• Your objective
Pull every line with "ClientBuilder" from the data.

• Material for this task

┄┄┄┄┄┄

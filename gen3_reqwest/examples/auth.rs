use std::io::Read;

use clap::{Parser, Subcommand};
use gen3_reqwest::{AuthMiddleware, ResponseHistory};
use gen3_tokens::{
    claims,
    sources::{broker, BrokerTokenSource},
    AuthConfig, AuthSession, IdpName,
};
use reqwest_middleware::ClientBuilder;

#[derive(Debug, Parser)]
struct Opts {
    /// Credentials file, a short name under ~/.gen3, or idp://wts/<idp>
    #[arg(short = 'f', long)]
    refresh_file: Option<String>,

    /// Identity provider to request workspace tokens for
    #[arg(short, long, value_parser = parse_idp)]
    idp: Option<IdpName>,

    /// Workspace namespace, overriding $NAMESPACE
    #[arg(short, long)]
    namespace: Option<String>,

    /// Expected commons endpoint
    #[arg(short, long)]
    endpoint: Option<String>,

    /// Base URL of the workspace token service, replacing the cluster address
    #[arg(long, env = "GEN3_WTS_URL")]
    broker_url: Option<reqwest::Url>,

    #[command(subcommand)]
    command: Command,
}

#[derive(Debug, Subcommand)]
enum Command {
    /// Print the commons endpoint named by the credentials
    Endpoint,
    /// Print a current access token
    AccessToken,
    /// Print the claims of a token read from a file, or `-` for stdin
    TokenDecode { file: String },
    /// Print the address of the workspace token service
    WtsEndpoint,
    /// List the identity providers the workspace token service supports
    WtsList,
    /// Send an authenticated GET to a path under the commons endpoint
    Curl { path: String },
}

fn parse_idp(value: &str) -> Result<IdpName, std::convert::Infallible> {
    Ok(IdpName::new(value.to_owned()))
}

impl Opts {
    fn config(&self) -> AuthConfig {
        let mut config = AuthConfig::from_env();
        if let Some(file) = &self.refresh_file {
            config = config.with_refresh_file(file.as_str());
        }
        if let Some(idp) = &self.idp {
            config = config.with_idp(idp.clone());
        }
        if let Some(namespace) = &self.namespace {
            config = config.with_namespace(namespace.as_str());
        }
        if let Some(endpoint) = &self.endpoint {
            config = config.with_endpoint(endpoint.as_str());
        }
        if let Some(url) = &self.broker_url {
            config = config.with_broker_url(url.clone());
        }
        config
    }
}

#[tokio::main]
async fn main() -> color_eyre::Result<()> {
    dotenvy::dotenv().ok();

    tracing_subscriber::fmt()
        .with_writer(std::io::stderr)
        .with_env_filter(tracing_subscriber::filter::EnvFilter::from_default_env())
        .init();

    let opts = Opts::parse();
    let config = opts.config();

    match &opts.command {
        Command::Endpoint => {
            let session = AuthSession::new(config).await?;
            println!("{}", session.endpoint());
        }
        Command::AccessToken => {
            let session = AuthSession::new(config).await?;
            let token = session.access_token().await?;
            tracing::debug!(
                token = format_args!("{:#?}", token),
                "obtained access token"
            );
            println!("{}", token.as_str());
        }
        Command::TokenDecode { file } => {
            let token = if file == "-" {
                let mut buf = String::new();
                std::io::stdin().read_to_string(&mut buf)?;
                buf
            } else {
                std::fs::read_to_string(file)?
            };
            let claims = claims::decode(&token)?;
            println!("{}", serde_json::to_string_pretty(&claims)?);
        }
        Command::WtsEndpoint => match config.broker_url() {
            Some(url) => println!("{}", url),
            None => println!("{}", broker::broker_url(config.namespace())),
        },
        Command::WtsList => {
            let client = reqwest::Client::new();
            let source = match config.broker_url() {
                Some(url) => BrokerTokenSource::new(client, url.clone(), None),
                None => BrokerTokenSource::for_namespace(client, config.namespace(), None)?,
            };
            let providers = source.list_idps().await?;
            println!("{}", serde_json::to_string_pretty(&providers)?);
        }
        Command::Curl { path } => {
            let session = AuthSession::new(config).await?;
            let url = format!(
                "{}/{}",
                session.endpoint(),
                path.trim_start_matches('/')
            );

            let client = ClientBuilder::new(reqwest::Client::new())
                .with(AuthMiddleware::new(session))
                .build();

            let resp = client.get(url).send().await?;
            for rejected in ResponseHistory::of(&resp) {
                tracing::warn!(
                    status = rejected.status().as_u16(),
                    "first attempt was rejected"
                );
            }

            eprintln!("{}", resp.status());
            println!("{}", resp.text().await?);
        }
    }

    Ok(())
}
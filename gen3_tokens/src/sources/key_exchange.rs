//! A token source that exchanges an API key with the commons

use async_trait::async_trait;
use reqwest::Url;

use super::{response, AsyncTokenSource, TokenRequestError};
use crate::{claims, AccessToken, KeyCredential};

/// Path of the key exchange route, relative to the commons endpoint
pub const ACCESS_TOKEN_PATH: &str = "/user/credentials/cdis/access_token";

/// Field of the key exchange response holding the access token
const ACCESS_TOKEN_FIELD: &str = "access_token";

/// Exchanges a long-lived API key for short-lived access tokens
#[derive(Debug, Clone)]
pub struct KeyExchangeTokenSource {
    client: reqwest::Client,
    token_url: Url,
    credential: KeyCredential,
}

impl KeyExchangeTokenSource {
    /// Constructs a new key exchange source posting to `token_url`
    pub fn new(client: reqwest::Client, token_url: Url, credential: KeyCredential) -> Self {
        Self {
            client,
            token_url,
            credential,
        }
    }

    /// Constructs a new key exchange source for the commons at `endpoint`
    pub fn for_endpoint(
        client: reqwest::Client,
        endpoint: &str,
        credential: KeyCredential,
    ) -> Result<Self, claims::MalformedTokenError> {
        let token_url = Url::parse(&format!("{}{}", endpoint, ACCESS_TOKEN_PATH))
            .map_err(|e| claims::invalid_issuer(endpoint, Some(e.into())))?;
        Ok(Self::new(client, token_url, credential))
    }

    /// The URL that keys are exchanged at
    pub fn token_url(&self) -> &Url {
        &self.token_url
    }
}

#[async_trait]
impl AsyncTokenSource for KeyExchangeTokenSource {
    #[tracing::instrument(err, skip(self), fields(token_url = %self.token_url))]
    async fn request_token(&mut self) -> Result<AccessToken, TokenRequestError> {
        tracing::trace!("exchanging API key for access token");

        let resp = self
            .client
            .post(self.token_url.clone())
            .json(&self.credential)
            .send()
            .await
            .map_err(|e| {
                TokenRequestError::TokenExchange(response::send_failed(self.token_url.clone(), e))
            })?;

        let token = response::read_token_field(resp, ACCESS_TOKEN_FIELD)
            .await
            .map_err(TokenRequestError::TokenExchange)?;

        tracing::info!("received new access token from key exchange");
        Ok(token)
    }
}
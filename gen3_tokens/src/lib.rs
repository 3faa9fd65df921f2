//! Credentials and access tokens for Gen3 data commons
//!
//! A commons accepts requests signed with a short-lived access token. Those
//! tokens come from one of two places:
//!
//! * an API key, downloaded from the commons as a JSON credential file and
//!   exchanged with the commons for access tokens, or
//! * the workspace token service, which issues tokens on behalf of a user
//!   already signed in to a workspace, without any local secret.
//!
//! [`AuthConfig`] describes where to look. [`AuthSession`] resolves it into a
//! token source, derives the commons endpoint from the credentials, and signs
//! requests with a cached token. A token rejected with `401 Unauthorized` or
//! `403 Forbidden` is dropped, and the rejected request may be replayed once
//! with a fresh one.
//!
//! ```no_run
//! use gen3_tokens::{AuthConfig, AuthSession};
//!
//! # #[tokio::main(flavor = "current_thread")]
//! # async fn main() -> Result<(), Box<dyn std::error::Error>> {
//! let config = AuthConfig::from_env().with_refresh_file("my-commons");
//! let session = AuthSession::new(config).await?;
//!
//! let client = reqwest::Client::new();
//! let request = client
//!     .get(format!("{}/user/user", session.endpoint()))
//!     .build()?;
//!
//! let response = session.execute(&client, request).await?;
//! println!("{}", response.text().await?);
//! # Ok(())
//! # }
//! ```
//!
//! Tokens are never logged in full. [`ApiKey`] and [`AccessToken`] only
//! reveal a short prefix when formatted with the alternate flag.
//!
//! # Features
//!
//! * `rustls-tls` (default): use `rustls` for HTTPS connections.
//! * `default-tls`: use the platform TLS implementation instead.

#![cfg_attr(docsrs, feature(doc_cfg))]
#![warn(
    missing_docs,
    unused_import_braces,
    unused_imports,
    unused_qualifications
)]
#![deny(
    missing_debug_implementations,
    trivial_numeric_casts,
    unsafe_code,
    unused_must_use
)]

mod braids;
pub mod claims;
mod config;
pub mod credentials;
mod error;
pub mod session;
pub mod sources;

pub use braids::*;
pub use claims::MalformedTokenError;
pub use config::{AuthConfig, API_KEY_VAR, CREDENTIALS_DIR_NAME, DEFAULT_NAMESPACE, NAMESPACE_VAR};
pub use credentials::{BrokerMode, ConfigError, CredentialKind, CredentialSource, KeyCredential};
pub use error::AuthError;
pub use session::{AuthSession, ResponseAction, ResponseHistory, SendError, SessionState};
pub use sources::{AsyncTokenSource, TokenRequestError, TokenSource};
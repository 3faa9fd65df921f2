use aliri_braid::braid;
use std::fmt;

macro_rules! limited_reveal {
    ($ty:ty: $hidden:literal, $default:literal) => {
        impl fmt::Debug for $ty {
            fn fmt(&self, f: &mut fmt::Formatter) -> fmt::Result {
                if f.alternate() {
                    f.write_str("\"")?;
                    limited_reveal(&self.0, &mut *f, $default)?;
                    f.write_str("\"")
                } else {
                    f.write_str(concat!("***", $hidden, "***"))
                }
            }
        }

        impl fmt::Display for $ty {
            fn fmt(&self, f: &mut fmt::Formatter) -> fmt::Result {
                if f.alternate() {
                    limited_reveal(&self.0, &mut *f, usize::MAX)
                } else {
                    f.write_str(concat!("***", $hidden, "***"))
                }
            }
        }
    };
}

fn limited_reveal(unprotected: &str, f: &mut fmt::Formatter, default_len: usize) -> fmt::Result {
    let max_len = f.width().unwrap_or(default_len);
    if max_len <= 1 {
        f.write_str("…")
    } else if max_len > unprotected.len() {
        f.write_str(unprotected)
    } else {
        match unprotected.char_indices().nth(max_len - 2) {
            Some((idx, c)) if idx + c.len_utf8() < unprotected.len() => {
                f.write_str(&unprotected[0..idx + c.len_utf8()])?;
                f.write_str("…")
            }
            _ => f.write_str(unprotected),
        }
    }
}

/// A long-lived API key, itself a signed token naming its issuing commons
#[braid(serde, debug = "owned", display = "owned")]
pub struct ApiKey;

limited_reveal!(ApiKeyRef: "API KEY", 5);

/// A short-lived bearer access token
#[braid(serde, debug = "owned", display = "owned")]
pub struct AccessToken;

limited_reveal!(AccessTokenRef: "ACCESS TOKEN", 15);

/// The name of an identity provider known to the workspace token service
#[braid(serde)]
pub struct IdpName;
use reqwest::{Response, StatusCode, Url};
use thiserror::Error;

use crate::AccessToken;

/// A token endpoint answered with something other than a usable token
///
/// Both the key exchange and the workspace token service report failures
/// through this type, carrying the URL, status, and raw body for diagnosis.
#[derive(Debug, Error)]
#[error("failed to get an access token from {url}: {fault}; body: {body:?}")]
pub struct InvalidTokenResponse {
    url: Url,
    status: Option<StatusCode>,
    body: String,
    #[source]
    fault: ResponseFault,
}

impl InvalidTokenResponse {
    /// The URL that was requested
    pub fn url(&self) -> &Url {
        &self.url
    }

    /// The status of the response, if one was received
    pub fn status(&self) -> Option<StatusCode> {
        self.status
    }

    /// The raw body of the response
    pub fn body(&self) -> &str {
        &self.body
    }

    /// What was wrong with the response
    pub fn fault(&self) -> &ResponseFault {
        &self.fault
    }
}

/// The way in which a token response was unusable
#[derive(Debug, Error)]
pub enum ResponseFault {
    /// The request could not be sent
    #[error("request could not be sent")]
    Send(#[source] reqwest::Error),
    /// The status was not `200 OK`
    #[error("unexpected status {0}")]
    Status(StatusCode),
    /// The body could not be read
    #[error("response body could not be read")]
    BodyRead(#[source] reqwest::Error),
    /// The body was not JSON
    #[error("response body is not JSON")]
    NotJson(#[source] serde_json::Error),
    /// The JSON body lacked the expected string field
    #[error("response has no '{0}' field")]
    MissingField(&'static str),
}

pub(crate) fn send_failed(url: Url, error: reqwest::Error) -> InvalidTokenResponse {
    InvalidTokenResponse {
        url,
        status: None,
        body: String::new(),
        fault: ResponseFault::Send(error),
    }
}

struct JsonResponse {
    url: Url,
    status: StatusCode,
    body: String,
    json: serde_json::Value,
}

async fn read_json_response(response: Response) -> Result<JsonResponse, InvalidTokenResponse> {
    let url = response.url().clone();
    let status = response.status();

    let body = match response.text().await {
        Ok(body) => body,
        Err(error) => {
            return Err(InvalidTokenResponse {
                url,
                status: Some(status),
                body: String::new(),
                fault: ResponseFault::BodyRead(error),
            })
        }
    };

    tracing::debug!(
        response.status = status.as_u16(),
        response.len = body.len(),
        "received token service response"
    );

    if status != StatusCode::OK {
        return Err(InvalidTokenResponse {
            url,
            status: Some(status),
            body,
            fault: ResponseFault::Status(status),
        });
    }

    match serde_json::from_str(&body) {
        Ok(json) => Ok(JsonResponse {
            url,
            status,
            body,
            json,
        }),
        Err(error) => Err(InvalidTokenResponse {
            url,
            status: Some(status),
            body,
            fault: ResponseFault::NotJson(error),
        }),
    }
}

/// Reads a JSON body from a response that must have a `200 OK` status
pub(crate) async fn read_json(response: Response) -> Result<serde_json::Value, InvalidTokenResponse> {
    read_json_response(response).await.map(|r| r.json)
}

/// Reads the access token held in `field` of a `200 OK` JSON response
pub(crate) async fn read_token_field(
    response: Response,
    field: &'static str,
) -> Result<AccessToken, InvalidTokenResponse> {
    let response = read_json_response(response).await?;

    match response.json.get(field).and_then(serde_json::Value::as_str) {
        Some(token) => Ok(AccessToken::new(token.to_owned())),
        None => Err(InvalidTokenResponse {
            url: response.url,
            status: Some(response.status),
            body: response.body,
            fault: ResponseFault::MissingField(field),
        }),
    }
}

┄┄┄┄┄┄

• Result of this exercise
use reqwest_middleware::ClientBuilder;
            let client = ClientBuilder::new(reqwest::Client::new())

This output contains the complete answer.